START Records for processing
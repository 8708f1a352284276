//! The answer workflow: a small state machine that routes a question
//! through tool selection, retrieval, structured answer synthesis, and
//! brand review.
//!
//! The graph runtime here is deliberately compact: nodes receive a snapshot
//! of the [`AgentState`](state::AgentState) and return partial updates the
//! runner merges, with conditional edges deciding the next node from the
//! merged state.

pub mod agents;
pub mod graph;
pub mod node;
pub mod router;
pub mod state;

pub use agents::{AgentNode, ReviewNode, ToolsNode};
pub use graph::{App, EdgePredicate, GraphBuilder, NodeKind, WorkflowError};
pub use node::{Node, NodeContext, NodeError, NodePartial};
pub use router::{AgentRouter, QueryResponse};
pub use state::{AgentState, ToolInvocation};
//! Storage gateway for embedded chunks.
//!
//! This module provides a unified [`VectorStore`] trait that abstracts over
//! namespaced nearest-neighbor backends, so the crawl orchestrator and the
//! retrieval tool set can work with any supported index.
//!
//! # Supported backends
//!
//! - [`pinecone::PineconeStore`] - the production backend, speaking the
//!   Pinecone serverless REST API.
//! - [`memory::MemoryVectorStore`] - in-process cosine similarity store for
//!   tests and local experiments.

pub mod memory;
pub mod pinecone;

use async_trait::async_trait;
use serde::{Deserialize, Serialize};
use thiserror::Error;

use crate::chunker::TextChunk;
use crate::providers::ProviderError;

pub use memory::MemoryVectorStore;
pub use pinecone::PineconeStore;

/// Chunks are embedded and upserted in batches of this size to bound
/// request payloads.
pub const UPSERT_BATCH_SIZE: usize = 100;

/// Errors raised by vector store operations.
#[derive(Debug, Error)]
pub enum StoreError {
    /// Embedding the chunk or query text failed.
    #[error(transparent)]
    Embedding(#[from] ProviderError),

    /// Transport failure talking to the backing index.
    #[error("index transport error: {0}")]
    Http(#[from] reqwest::Error),

    /// The backing index rejected a request.
    #[error("index error: {0}")]
    Backend(String),

    /// Malformed response from the backing index.
    #[error("unexpected index response: {0}")]
    Response(#[from] serde_json::Error),
}

/// One retrieval hit: chunk text, its metadata, and the similarity score.
#[derive(Clone, Debug, Serialize, Deserialize)]
pub struct RetrievalMatch {
    pub text: String,
    pub metadata: serde_json::Value,
    pub score: f32,
}

impl RetrievalMatch {
    /// The source URL recorded in the match metadata, if any.
    #[must_use]
    pub fn source(&self) -> Option<&str> {
        self.metadata.get("source").and_then(|v| v.as_str())
    }
}

/// Namespace-scoped vector index capability.
///
/// Implementations embed chunk text through the configured
/// [`EmbeddingProvider`](crate::providers::EmbeddingProvider) before
/// storage. Upserts have no partial-success contract: a failed batch fails
/// the whole `add_documents` call.
#[async_trait]
pub trait VectorStore: Send + Sync {
    /// Embed and upsert chunks into the given namespace.
    async fn add_documents(&self, chunks: &[TextChunk], namespace: &str)
    -> Result<(), StoreError>;

    /// Query a namespace for the `top_k` most similar chunks, ranked by
    /// descending similarity. `filter` restricts matches by metadata
    /// equality when provided.
    async fn query(
        &self,
        text: &str,
        namespace: &str,
        top_k: usize,
        filter: Option<&serde_json::Value>,
    ) -> Result<Vec<RetrievalMatch>, StoreError>;

    /// Delete a namespace and everything in it.
    async fn delete_namespace(&self, namespace: &str) -> Result<(), StoreError>;

    /// List the namespaces currently present in the index.
    async fn list_namespaces(&self) -> Result<Vec<String>, StoreError>;
}

/// Flatten a chunk into the metadata document stored alongside its vector:
/// the chunk metadata fields plus the text itself under `"text"`.
pub(crate) fn chunk_to_metadata(chunk: &TextChunk) -> Result<serde_json::Value, StoreError> {
    let mut metadata = serde_json::to_value(&chunk.metadata)?;
    if let Some(map) = metadata.as_object_mut() {
        map.insert(
            "text".to_string(),
            serde_json::Value::String(chunk.text.clone()),
        );
    }
    Ok(metadata)
}

/// Split the stored metadata document back into text and metadata.
pub(crate) fn metadata_to_match(mut metadata: serde_json::Value, score: f32) -> RetrievalMatch {
    let text = metadata
        .as_object_mut()
        .and_then(|map| map.remove("text"))
        .and_then(|value| value.as_str().map(str::to_string))
        .unwrap_or_default();
    RetrievalMatch {
        text,
        metadata,
        score,
    }
}
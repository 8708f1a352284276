//! crawlsmith CLI: crawl configured websites and ask questions about them.

use std::process::ExitCode;
use std::sync::Arc;

use clap::{Parser, Subcommand};
use tracing::error;
use tracing_subscriber::{EnvFilter, fmt, layer::SubscriberExt, util::SubscriberInitExt};

use crawlsmith::config::CrawlConfig;
use crawlsmith::crawler::process_websites;
use crawlsmith::providers::rig::{RigCompletionProvider, RigEmbeddingProvider};
use crawlsmith::providers::{CompletionProvider, EmbeddingProvider};
use crawlsmith::settings::Settings;
use crawlsmith::stores::{PineconeStore, VectorStore};
use crawlsmith::workflow::AgentRouter;

type CliResult<T> = Result<T, Box<dyn std::error::Error + Send + Sync>>;

#[derive(Parser)]
#[command(name = "crawlsmith", about = "Crawl websites and chat with their content")]
struct Cli {
    /// Enable debug logging.
    #[arg(long, global = true)]
    debug: bool,

    #[command(subcommand)]
    command: Command,
}

#[derive(Subcommand)]
enum Command {
    /// Crawl every website in the configuration file.
    Crawl {
        /// Path to the configuration file (JSON or YAML).
        #[arg(long)]
        config: String,
        /// Recrawl websites whose namespace already exists.
        #[arg(long)]
        recrawl: bool,
    },
    /// Ask a question about the crawled websites.
    Ask {
        /// Path to the configuration file (JSON or YAML).
        #[arg(long)]
        config: String,
        /// The question to ask.
        question: String,
    },
}

fn init_tracing(debug: bool) {
    let fallback = if debug { "debug" } else { "info" };
    let filter = EnvFilter::try_from_default_env()
        .unwrap_or_else(|_| EnvFilter::new(format!("crawlsmith={fallback}")));
    tracing_subscriber::registry()
        .with(filter)
        .with(fmt::layer().with_target(false))
        .init();
}

fn build_providers(
    settings: &Settings,
) -> CliResult<(Arc<dyn EmbeddingProvider>, Arc<dyn CompletionProvider>)> {
    let api_key = settings
        .openai_api_key
        .as_deref()
        .ok_or("OPENAI_API_KEY is not set")?;
    let embeddings: Arc<dyn EmbeddingProvider> =
        Arc::new(RigEmbeddingProvider::new(api_key, &settings.embedding_model));
    let completions: Arc<dyn CompletionProvider> =
        Arc::new(RigCompletionProvider::new(api_key, &settings.llm_model));
    Ok((embeddings, completions))
}

async fn connect_store(
    settings: &Settings,
    embeddings: Arc<dyn EmbeddingProvider>,
) -> CliResult<Arc<dyn VectorStore>> {
    let api_key = settings
        .pinecone_api_key
        .as_deref()
        .ok_or("PINECONE_API_KEY is not set")?;
    let store = PineconeStore::builder(
        api_key,
        &settings.pinecone_index,
        &settings.pinecone_cloud,
        &settings.pinecone_region,
        embeddings,
    )
    .connect()
    .await?;
    Ok(Arc::new(store))
}

async fn run(cli: Cli) -> CliResult<()> {
    let settings = Settings::from_env();

    match cli.command {
        Command::Crawl { config, recrawl } => {
            let config = CrawlConfig::from_file(&config)?;
            let (embeddings, _) = build_providers(&settings)?;
            let store = connect_store(&settings, embeddings).await?;
            let outcomes = process_websites(&config, store.as_ref(), &settings, recrawl).await;
            println!("{}", serde_json::to_string_pretty(&outcomes)?);
        }
        Command::Ask { config, question } => {
            let config = CrawlConfig::from_file(&config)?;
            let (embeddings, completions) = build_providers(&settings)?;
            let store = connect_store(&settings, embeddings).await?;
            let router = AgentRouter::new(completions, store, &config.websites, &settings)?;
            let result = router.process_query(&question).await;

            println!("{}", "-".repeat(80));
            println!("Query: {question}");
            if result.sources.is_empty() {
                println!("No sources used");
            } else {
                println!("Sources used:");
                for source in &result.sources {
                    println!("- {source}");
                }
            }
            println!("{}", "-".repeat(80));
            println!("{}", result.response);
            println!("{}", "-".repeat(80));
        }
    }
    Ok(())
}

#[tokio::main]
async fn main() -> ExitCode {
    let cli = Cli::parse();
    init_tracing(cli.debug);

    match run(cli).await {
        Ok(()) => ExitCode::SUCCESS,
        Err(err) => {
            error!(error = %err, "fatal error");
            eprintln!("Error: {err}");
            ExitCode::FAILURE
        }
    }
}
END Records for processing
- Requirement: Which lines in the material above include the string "Send"? Pull them out.

- Result of the exercise:
pub trait VectorStore: Send + Sync {
type CliResult<T> = Result<T, Box<dyn std::error::Error + Send + Sync>>;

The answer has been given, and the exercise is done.